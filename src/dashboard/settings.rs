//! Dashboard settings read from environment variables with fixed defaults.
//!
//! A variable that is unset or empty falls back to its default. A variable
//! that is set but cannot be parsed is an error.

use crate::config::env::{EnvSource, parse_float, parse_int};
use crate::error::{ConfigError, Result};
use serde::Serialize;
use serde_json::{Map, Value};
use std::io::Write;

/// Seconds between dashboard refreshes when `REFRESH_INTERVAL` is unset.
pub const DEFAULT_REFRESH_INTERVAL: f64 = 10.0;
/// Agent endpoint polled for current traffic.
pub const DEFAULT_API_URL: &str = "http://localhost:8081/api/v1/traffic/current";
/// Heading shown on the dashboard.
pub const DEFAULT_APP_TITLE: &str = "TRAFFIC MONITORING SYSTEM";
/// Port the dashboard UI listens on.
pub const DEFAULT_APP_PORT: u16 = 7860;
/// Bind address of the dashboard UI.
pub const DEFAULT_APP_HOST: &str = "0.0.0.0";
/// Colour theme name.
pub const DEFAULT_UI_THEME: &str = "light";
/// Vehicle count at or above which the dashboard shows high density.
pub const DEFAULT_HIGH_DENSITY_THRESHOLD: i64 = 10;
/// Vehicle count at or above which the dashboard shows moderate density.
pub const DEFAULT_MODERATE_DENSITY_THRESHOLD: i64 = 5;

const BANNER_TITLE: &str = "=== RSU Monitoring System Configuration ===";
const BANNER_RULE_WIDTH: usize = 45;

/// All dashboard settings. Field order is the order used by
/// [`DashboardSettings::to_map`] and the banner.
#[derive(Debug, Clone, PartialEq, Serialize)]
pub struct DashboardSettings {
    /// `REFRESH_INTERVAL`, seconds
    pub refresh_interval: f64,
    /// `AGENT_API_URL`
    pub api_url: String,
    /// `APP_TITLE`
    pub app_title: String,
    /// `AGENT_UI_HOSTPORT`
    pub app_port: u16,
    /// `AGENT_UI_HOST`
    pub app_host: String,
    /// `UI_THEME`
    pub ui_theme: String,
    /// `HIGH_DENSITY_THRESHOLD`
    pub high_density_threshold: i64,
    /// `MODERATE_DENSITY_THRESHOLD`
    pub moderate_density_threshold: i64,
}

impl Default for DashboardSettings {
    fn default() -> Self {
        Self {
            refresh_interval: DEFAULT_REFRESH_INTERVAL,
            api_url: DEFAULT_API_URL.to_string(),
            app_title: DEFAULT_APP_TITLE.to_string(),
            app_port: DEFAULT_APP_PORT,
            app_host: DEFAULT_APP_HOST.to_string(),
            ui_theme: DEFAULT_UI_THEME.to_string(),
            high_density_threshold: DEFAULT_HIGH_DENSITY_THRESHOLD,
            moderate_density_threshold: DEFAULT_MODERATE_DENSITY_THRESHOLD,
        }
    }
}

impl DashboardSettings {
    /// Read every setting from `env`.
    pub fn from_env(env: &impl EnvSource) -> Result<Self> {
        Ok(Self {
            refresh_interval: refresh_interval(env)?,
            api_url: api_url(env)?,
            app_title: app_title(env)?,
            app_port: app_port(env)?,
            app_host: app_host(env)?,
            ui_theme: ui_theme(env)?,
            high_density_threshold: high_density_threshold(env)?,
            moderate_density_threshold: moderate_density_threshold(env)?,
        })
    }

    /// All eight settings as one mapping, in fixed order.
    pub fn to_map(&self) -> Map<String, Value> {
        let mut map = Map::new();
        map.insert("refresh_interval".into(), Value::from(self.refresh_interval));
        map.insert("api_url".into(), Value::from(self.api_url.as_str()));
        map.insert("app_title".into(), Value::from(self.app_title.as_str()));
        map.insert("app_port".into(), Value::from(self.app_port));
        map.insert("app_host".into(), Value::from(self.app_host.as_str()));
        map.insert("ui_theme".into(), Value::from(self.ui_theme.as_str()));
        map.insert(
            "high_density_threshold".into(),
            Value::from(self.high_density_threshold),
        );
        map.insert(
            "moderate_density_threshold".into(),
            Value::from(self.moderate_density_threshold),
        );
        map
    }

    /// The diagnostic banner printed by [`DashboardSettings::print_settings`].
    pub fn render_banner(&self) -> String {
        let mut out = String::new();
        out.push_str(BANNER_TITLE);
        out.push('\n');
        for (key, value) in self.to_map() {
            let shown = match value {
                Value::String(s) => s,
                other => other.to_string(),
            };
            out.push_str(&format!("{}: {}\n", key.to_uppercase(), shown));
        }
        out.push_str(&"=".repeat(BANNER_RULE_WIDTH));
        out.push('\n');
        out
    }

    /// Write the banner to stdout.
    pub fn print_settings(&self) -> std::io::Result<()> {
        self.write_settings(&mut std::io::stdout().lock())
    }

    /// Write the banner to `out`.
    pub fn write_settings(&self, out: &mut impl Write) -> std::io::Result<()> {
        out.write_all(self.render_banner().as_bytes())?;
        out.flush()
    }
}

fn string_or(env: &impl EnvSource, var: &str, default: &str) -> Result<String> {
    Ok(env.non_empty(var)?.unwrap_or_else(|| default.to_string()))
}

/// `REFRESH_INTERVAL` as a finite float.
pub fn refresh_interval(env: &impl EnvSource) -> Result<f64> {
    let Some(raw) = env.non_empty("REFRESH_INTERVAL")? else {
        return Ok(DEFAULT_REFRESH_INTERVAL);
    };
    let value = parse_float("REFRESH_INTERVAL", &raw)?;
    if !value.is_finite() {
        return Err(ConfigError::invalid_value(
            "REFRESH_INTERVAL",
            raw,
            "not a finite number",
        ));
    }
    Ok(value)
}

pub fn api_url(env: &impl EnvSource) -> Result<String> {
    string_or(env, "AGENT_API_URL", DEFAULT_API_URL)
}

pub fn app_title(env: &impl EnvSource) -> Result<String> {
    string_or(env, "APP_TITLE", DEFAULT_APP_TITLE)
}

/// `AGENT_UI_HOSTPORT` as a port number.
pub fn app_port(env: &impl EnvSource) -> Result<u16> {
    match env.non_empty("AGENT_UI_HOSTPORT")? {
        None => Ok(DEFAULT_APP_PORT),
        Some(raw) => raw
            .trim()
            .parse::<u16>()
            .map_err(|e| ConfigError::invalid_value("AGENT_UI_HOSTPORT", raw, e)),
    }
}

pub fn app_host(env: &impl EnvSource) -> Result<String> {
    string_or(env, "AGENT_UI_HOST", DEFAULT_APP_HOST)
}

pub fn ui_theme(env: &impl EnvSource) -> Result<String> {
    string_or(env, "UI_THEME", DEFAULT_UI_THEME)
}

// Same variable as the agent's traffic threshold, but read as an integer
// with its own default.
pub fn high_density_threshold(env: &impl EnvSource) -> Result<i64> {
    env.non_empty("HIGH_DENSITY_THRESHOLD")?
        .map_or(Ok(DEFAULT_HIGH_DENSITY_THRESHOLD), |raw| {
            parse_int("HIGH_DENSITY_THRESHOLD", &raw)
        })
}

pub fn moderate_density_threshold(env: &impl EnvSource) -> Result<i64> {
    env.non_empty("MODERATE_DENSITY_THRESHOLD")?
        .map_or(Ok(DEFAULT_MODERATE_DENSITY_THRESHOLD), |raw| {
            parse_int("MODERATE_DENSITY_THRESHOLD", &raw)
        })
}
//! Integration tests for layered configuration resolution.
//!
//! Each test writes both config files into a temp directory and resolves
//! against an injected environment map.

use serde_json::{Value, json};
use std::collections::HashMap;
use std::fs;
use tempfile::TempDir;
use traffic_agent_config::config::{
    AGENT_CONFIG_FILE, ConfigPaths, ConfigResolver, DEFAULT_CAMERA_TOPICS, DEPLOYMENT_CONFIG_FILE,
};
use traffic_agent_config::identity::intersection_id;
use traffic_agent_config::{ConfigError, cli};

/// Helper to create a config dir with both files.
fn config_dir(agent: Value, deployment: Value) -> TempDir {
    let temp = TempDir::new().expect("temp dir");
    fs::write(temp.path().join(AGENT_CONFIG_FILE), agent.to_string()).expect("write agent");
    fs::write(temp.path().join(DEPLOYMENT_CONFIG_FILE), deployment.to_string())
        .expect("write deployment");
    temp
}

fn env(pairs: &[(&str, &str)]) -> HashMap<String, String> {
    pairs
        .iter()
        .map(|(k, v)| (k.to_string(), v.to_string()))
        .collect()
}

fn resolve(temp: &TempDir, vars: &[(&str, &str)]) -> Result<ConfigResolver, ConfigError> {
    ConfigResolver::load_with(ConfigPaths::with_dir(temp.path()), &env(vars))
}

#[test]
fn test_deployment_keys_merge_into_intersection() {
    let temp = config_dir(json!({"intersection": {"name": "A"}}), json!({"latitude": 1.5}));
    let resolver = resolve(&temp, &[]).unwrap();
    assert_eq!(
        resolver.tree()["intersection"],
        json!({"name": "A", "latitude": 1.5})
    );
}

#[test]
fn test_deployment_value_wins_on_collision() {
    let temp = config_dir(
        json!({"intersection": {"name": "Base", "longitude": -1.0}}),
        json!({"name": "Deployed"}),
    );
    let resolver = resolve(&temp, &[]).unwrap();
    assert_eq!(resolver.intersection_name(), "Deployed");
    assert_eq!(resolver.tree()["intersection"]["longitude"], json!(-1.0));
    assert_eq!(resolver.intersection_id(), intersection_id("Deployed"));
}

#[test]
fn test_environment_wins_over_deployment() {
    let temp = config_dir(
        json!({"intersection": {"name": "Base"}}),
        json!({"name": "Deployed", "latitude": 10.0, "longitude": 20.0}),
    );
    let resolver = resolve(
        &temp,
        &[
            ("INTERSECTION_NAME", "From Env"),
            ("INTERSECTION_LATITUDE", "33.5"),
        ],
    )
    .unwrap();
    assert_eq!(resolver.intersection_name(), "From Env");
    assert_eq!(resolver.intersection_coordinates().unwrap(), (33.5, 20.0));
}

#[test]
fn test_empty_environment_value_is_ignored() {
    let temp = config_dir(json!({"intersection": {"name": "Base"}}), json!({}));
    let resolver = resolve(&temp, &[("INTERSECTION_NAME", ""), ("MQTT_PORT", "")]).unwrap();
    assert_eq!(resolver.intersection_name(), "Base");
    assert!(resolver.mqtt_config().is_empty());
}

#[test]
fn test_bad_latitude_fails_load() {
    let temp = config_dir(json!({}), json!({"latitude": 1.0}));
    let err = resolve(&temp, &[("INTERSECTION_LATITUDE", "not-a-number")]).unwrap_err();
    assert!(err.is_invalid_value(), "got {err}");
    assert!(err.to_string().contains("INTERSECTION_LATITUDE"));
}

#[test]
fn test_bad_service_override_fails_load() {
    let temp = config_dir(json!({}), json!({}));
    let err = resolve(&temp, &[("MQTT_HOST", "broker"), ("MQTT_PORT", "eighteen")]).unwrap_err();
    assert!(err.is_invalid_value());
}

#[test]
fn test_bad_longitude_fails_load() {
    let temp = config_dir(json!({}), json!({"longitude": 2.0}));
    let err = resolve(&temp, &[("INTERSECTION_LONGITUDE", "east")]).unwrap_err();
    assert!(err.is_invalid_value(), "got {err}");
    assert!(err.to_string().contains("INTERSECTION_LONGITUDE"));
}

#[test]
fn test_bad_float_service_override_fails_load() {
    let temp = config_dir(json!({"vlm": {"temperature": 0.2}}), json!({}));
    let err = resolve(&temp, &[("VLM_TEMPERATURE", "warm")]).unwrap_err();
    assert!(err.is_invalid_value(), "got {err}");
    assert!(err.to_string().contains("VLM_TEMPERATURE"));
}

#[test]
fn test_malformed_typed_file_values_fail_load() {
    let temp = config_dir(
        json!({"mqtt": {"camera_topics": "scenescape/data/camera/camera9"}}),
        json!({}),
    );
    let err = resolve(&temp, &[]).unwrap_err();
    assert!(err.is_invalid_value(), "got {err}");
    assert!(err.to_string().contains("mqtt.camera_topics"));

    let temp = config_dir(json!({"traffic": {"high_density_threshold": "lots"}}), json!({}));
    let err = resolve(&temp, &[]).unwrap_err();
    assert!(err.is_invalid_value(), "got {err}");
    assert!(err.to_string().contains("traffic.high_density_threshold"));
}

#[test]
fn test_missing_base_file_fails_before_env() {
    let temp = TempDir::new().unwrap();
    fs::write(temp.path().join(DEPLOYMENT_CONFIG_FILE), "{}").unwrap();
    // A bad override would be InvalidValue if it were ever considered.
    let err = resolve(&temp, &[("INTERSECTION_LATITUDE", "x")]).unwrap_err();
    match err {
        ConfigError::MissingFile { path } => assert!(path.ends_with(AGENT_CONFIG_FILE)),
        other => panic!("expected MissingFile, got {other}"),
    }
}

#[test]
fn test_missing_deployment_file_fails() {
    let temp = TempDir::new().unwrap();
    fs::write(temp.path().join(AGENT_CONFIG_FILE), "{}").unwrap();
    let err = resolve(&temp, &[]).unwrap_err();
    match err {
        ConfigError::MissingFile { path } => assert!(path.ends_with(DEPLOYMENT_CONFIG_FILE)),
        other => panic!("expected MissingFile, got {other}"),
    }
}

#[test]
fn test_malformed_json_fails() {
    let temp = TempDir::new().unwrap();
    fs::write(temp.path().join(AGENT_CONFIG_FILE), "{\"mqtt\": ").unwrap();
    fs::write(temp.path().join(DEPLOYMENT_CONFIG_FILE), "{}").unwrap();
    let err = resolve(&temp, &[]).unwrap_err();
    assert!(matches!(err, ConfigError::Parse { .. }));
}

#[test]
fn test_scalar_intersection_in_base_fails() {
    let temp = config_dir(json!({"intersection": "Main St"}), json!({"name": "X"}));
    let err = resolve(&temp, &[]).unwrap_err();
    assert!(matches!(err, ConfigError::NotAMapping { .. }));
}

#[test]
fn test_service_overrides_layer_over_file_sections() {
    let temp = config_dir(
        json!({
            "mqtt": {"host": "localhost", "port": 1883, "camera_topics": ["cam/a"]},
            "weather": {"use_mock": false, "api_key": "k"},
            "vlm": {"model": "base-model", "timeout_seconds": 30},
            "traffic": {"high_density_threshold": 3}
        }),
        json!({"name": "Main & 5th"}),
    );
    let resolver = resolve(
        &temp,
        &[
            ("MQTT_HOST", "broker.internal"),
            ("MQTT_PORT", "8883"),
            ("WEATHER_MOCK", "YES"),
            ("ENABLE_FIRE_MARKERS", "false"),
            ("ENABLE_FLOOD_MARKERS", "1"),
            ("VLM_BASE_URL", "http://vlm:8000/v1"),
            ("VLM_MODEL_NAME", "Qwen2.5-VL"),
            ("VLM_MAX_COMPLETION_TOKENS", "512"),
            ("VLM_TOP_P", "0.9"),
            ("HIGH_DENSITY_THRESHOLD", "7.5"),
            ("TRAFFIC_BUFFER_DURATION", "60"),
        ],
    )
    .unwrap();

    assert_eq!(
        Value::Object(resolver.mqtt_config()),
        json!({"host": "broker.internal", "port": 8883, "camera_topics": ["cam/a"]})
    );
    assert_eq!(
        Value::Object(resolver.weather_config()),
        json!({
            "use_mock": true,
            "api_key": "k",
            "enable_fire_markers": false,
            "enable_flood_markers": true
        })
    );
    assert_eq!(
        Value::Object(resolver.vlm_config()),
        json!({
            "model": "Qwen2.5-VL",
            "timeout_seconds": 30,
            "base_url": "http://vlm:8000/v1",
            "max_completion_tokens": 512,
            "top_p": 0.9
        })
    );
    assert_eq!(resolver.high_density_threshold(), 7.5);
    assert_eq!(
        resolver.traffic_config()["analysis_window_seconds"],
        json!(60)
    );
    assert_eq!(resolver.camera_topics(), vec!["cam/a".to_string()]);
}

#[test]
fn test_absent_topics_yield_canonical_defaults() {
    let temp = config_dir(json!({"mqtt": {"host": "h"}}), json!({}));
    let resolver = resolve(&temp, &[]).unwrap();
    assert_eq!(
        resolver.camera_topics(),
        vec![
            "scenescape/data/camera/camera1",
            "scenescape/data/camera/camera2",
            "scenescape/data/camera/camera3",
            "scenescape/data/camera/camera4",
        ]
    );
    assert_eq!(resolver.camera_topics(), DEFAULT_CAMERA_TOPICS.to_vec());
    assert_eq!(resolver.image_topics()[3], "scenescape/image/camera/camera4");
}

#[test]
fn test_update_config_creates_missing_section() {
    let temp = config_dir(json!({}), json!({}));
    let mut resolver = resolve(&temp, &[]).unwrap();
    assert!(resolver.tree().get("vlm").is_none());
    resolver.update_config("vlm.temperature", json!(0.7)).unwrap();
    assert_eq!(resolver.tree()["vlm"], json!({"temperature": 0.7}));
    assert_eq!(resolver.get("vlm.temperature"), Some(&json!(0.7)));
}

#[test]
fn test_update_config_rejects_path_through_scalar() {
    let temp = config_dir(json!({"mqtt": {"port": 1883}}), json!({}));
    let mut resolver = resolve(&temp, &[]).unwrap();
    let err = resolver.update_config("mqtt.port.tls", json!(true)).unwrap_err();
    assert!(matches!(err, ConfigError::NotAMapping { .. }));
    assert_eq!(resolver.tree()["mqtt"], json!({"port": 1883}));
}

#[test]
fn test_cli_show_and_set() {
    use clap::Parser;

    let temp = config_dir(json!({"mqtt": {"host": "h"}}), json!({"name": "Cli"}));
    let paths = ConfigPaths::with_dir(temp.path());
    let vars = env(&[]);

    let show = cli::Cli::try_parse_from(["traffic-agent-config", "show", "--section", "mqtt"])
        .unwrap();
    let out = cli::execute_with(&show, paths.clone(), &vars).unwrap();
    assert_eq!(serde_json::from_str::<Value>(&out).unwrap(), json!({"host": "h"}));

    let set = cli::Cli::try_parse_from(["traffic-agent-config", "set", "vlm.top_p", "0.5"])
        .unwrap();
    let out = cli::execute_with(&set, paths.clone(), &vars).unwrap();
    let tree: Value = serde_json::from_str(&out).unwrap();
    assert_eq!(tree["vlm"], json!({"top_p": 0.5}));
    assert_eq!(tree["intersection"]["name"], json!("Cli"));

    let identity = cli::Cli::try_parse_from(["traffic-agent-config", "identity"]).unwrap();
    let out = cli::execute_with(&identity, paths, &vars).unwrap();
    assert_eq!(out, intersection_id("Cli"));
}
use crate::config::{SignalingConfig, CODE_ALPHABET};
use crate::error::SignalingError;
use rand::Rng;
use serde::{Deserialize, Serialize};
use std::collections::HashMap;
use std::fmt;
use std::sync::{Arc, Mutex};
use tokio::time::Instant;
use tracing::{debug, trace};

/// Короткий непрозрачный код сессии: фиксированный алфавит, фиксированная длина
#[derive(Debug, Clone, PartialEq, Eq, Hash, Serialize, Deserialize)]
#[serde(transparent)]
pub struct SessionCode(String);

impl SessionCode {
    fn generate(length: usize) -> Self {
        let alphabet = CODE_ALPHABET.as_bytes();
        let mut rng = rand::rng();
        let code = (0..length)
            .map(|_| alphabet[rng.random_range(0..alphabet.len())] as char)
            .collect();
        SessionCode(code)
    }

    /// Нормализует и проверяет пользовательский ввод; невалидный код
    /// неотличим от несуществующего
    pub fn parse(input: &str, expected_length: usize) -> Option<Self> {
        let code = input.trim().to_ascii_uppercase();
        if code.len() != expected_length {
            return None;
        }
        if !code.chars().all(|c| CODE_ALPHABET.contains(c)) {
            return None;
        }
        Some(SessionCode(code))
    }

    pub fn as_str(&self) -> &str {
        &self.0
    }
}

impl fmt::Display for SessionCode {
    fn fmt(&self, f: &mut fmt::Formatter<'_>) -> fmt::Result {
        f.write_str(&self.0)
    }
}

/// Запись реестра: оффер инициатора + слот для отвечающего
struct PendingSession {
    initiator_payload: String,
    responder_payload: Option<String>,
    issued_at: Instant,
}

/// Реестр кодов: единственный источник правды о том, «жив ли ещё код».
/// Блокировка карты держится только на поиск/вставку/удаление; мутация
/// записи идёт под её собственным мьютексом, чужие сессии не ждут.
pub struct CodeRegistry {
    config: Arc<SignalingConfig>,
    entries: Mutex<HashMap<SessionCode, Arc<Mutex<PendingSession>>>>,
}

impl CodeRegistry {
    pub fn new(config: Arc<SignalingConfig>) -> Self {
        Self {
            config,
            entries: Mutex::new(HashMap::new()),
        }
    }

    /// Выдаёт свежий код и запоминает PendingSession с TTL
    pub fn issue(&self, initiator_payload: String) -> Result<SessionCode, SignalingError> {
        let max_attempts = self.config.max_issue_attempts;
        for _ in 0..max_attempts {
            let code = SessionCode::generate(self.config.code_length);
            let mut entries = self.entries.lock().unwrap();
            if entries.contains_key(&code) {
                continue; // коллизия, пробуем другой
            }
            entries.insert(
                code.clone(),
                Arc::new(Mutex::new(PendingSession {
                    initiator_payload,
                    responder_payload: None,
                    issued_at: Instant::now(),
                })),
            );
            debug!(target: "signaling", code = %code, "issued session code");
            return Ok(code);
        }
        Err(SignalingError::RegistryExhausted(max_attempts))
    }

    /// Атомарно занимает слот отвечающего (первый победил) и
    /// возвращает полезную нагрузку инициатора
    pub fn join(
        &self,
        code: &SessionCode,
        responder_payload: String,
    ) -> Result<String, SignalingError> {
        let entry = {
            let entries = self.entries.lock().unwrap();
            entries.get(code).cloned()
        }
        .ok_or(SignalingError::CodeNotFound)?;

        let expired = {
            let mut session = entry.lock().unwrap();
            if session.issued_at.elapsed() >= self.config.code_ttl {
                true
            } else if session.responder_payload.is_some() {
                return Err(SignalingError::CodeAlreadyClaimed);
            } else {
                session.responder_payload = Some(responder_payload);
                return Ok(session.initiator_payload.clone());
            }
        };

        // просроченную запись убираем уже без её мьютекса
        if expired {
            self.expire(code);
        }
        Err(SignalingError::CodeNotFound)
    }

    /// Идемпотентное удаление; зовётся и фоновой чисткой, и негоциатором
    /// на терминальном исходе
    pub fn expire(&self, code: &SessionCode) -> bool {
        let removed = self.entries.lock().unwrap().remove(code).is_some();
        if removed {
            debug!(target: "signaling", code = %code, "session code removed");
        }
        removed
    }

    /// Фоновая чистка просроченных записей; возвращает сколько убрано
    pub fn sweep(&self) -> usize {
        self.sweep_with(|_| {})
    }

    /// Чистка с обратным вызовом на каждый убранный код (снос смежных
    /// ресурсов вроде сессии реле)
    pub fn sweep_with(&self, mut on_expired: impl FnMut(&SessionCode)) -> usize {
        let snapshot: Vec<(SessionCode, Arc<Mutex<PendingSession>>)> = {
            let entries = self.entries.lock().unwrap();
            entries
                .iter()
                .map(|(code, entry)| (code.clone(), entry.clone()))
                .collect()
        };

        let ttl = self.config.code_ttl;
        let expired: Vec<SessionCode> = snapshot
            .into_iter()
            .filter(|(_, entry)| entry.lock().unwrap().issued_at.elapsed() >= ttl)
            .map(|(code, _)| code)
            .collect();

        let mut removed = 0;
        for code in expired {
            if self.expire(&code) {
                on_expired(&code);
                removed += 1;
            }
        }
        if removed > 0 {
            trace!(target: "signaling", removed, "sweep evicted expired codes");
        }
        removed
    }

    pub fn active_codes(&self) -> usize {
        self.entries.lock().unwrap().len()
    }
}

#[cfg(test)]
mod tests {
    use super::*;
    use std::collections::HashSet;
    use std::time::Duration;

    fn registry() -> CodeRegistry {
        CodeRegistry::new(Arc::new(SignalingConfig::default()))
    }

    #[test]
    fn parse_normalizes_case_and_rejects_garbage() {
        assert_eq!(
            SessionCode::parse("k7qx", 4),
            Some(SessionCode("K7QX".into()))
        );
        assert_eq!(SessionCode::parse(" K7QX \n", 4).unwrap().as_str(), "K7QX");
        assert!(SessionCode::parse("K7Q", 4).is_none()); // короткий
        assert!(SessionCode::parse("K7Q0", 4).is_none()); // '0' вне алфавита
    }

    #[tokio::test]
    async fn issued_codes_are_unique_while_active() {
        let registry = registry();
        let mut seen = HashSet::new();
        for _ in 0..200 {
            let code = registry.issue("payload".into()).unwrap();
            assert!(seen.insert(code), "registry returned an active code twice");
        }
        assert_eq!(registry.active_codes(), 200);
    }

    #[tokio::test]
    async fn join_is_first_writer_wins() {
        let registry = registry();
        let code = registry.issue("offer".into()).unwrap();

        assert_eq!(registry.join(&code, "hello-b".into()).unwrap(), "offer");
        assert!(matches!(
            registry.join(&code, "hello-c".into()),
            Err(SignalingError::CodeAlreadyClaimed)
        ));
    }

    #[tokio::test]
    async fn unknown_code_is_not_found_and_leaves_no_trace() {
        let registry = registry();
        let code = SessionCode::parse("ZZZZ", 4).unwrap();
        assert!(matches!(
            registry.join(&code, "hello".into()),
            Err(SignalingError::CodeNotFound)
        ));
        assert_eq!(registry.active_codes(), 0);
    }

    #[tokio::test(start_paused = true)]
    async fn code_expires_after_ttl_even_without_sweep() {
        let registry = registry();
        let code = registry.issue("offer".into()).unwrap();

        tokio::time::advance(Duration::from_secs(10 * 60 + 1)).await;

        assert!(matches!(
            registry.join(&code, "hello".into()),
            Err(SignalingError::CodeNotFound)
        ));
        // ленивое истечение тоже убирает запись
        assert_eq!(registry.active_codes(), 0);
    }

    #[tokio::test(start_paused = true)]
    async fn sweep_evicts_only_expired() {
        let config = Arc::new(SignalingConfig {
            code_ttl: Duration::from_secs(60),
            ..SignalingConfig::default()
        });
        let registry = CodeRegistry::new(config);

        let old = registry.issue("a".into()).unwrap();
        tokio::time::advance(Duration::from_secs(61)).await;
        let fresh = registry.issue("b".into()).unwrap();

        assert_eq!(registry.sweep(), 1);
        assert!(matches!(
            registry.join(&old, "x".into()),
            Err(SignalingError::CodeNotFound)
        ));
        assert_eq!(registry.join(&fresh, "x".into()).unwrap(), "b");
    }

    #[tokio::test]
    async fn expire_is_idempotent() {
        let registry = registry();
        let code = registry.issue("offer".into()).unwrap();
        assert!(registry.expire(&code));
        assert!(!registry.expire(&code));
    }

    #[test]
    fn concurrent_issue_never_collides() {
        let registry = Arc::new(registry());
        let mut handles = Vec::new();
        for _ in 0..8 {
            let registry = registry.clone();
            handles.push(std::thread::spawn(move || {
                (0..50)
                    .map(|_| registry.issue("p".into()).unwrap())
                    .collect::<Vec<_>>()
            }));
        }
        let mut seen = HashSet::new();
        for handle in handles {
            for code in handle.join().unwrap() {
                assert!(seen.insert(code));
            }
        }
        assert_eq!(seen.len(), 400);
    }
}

- _What you have to do_
In the listing above, reproduce the first line and each one after it through the line that contains "Seconds between dashboard".

- _Exercise response_
filename src/dashboard/settings.rs
//! Dashboard settings read from environment variables with fixed defaults.
//!
//! A variable that is unset or empty falls back to its default. A variable
//! that is set but cannot be parsed is an error.

use crate::config::env::{EnvSource, parse_float, parse_int};
use crate::error::{ConfigError, Result};
use serde::Serialize;
use serde_json::{Map, Value};
use std::io::Write;

/// Seconds between dashboard refreshes when `REFRESH_INTERVAL` is unset.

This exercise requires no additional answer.